//! Unit tests for the linking module.
//!
//! Service tests run against [`InMemoryTaskTracker`] for stateful scenarios
//! and against the generated `MockTaskTracker` where exact call counts
//! matter.
//!
//! [`InMemoryTaskTracker`]: crate::linking::adapters::memory::InMemoryTaskTracker

mod comment_tests;
mod domain_tests;
//! Adapter implementations for linking ports.
//!
//! - [`asana`]: HTTP client for the Asana REST API
//! - [`memory`]: in-memory tracker for tests and local runs

pub mod asana;
pub mod memory;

# # # # # # #

=== WORK TO COMPLETE ===
With every word kept as it is, set down the entries again.

=== ANSWER ===
//! Unit tests for the linking module.
//!
//! Service tests run against [`InMemoryTaskTracker`] for stateful scenarios
//! and against the generated `MockTaskTracker` where exact call counts
//! matter.
//!
//! [`InMemoryTaskTracker`]: crate::linking::adapters::memory::InMemoryTaskTracker

mod comment_tests;
mod domain_tests;
//! Adapter implementations for linking ports.
//!
//! - [`asana`]: HTTP client for the Asana REST API
//! - [`memory`]: in-memory tracker for tests and local runs

pub mod asana;
pub mod memory;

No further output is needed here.